◆ **What you need to do**: Using the records that follow, count the lines containing the word "successes" and give that number only.

◆ **Data provided**:
//! Run-scoped deduplication and accumulation
//!
//! The accumulator is the single source of truth for "already emitted".
//! Admission is an atomic check-and-set under one lock, so concurrent
//! callers admitting the same key cannot both succeed. Entities are stored
//! in admission order and handed to sinks as one snapshot at flush.

use std::collections::HashSet;
use std::sync::{Mutex, MutexGuard, PoisonError};

use chrono::{DateTime, Utc};

use super::model::{Category, Product};
use crate::output::{Sink, SinkError};
use crate::url::canonical_key;

/// Immutable view of everything admitted during a run
#[derive(Debug, Clone)]
pub struct Snapshot {
    pub started_at: DateTime<Utc>,
    pub categories: Vec<Category>,
    pub products: Vec<Product>,
}

/// What a successful flush wrote
#[derive(Debug, Clone, PartialEq, Eq)]
pub struct FlushReport {
    pub categories: usize,
    pub products: usize,
    pub sinks_written: Vec<String>,
}

#[derive(Debug)]
struct Inner {
    started_at: DateTime<Utc>,
    category_ids: HashSet<String>,
    product_keys: HashSet<String>,
    categories: Vec<Category>,
    products: Vec<Product>,
    duplicate_products: usize,
}

impl Inner {
    fn fresh() -> Self {
        Self {
            started_at: Utc::now(),
            category_ids: HashSet::new(),
            product_keys: HashSet::new(),
            categories: Vec::new(),
            products: Vec::new(),
            duplicate_products: 0,
        }
    }
}

/// Admission tables and admission-ordered storage for one run
#[derive(Debug)]
pub struct Accumulator {
    inner: Mutex<Inner>,
}

impl Default for Accumulator {
    fn default() -> Self {
        Self::new()
    }
}

impl Accumulator {
    pub fn new() -> Self {
        Self {
            inner: Mutex::new(Inner::fresh()),
        }
    }

    fn lock(&self) -> MutexGuard<'_, Inner> {
        self.inner.lock().unwrap_or_else(PoisonError::into_inner)
    }

    /// Resets admission tables and stored entities and stamps the run start
    pub fn start_run(&self) {
        *self.lock() = Inner::fresh();
        tracing::debug!("Accumulator reset for a new run");
    }

    /// Returns true only the first time `category_id` is seen in this run
    pub fn admit_category(&self, category_id: &str) -> bool {
        self.lock().category_ids.insert(category_id.to_string())
    }

    /// Returns true only the first time the product URL is seen in this run
    ///
    /// URLs are compared in canonical form, so `https://www.shop.example/p/1/`
    /// and `https://shop.example/p/1?utm_source=x` are the same product.
    pub fn admit_product(&self, url: &str) -> bool {
        let key = product_key(url);
        let mut inner = self.lock();
        let admitted = inner.product_keys.insert(key);
        if !admitted {
            inner.duplicate_products += 1;
        }
        admitted
    }

    /// Admits and stores a category; returns false for a repeated id
    pub fn push_category(&self, category: Category) -> bool {
        let mut inner = self.lock();
        if !inner.category_ids.insert(category.category_id.clone()) {
            return false;
        }
        inner.categories.push(category);
        true
    }

    /// Admits and stores a product; returns false for a repeated URL
    pub fn push_product(&self, product: Product) -> bool {
        let key = product_key(&product.url);
        let mut inner = self.lock();
        if !inner.product_keys.insert(key) {
            inner.duplicate_products += 1;
            return false;
        }
        inner.products.push(product);
        true
    }

    /// Stores a product whose URL was already admitted with `admit_product`
    pub fn store_product(&self, product: Product) {
        self.lock().products.push(product);
    }

    /// Number of product encounters rejected as duplicates
    pub fn duplicate_products(&self) -> usize {
        self.lock().duplicate_products
    }

    pub fn product_count(&self) -> usize {
        self.lock().products.len()
    }

    pub fn category_count(&self) -> usize {
        self.lock().categories.len()
    }

    /// Entities in admission order
    pub fn snapshot(&self) -> Snapshot {
        let inner = self.lock();
        Snapshot {
            started_at: inner.started_at,
            categories: inner.categories.clone(),
            products: inner.products.clone(),
        }
    }

    /// Hands one snapshot to every sink
    ///
    /// All sinks are attempted even when one fails; the first failure is
    /// returned after the others have run.
    pub fn flush(&self, sinks: &mut [Box<dyn Sink>]) -> Result<FlushReport, SinkError> {
        let snapshot = self.snapshot();
        let mut sinks_written = Vec::new();
        let mut first_error = None;

        for sink in sinks.iter_mut() {
            match sink.write(&snapshot) {
                Ok(()) => {
                    tracing::info!("Wrote {}", sink.name());
                    sinks_written.push(sink.name().to_string());
                }
                Err(e) => {
                    tracing::error!("Failed to write {}: {}", sink.name(), e);
                    first_error.get_or_insert(e);
                }
            }
        }

        match first_error {
            Some(e) => Err(e),
            None => Ok(FlushReport {
                categories: snapshot.categories.len(),
                products: snapshot.products.len(),
                sinks_written,
            }),
        }
    }
}

fn product_key(url: &str) -> String {
    match crate::url::normalize_url(url) {
        Ok(parsed) => canonical_key(&parsed),
        Err(_) => url.trim().to_string(),
    }
}

#[cfg(test)]
mod tests {
    use super::*;
    use crate::output::SinkResult;
    use std::sync::atomic::{AtomicUsize, Ordering};
    use std::sync::Arc;

    fn product(name: &str, url: &str) -> Product {
        Product {
            name: name.to_string(),
            url: url.to_string(),
            category: "Kitchen".to_string(),
            subcategory: None,
            image_url: None,
            price: None,
            sku: None,
            brand: None,
            description: None,
            stock_status: None,
            extracted_at: Utc::now(),
        }
    }

    struct RecordingSink {
        name: &'static str,
        fail: bool,
        seen: Arc<AtomicUsize>,
    }

    impl Sink for RecordingSink {
        fn name(&self) -> &str {
            self.name
        }

        fn write(&mut self, snapshot: &Snapshot) -> SinkResult<()> {
            self.seen.fetch_add(snapshot.products.len(), Ordering::SeqCst);
            if self.fail {
                return Err(SinkError::Io(std::io::Error::new(
                    std::io::ErrorKind::PermissionDenied,
                    "read-only directory",
                )));
            }
            Ok(())
        }
    }

    #[test]
    fn test_idempotent_admission() {
        let acc = Accumulator::new();
        assert!(acc.admit_category("shoes"));
        assert!(!acc.admit_category("shoes"));

        assert!(acc.admit_product("https://shop.example/product/kettle/"));
        assert!(!acc.admit_product("https://shop.example/product/kettle/"));
        assert_eq!(acc.duplicate_products(), 1);
    }

    #[test]
    fn test_admission_uses_canonical_url() {
        let acc = Accumulator::new();
        assert!(acc.push_product(product("Kettle", "https://www.shop.example/product/kettle/")));
        assert!(!acc.push_product(product(
            "Kettle",
            "https://shop.example/product/kettle?utm_source=mail"
        )));

        let snapshot = acc.snapshot();
        assert_eq!(snapshot.products.len(), 1);
        // The record keeps the URL as found
        assert_eq!(snapshot.products[0].url, "https://www.shop.example/product/kettle/");
    }

    #[test]
    fn test_snapshot_in_admission_order() {
        let acc = Accumulator::new();
        acc.push_product(product("B", "https://shop.example/product/b/"));
        acc.push_product(product("A", "https://shop.example/product/a/"));
        acc.push_product(product("B again", "https://shop.example/product/b/"));

        let names: Vec<String> = acc.snapshot().products.into_iter().map(|p| p.name).collect();
        assert_eq!(names, vec!["B", "A"]);
    }

    #[test]
    fn test_concurrent_admission_succeeds_once() {
        let acc = Accumulator::new();
        let successes = AtomicUsize::new(0);

        std::thread::scope(|scope| {
            for _ in 0..16 {
                scope.spawn(|| {
                    if acc.admit_product("https://shop.example/product/kettle/") {
                        successes.fetch_add(1, Ordering::SeqCst);
                    }
                });
            }
        });

        assert_eq!(successes.load(Ordering::SeqCst), 1);
        assert_eq!(acc.duplicate_products(), 15);
    }

    #[test]
    fn test_start_run_resets() {
        let acc = Accumulator::new();
        acc.push_category(Category::new("shoes", "Shoes", "https://shop.example/c/shoes/"));
        acc.start_run();

        assert_eq!(acc.category_count(), 0);
        assert!(acc.admit_category("shoes"));
    }

    #[test]
    fn test_flush_attempts_every_sink() {
        let acc = Accumulator::new();
        acc.push_product(product("Kettle", "https://shop.example/product/kettle/"));

        let seen = Arc::new(AtomicUsize::new(0));
        let mut sinks: Vec<Box<dyn Sink>> = vec![
            Box::new(RecordingSink { name: "first", fail: true, seen: Arc::clone(&seen) }),
            Box::new(RecordingSink { name: "second", fail: false, seen: Arc::clone(&seen) }),
        ];

        let result = acc.flush(&mut sinks);
        assert!(matches!(result, Err(SinkError::Io(_))));
        assert_eq!(seen.load(Ordering::SeqCst), 2);
    }

    #[test]
    fn test_flush_report() {
        let acc = Accumulator::new();
        acc.push_category(Category::new("shoes", "Shoes", "https://shop.example/c/shoes/"));
        acc.push_product(product("Kettle", "https://shop.example/product/kettle/"));

        let seen = Arc::new(AtomicUsize::new(0));
        let mut sinks: Vec<Box<dyn Sink>> =
            vec![Box::new(RecordingSink { name: "only", fail: false, seen })];

        let report = acc.flush(&mut sinks).unwrap();
        assert_eq!(report.categories, 1);
        assert_eq!(report.products, 1);
        assert_eq!(report.sinks_written, vec!["only".to_string()]);
    }
}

◆ **Response to the task**: 3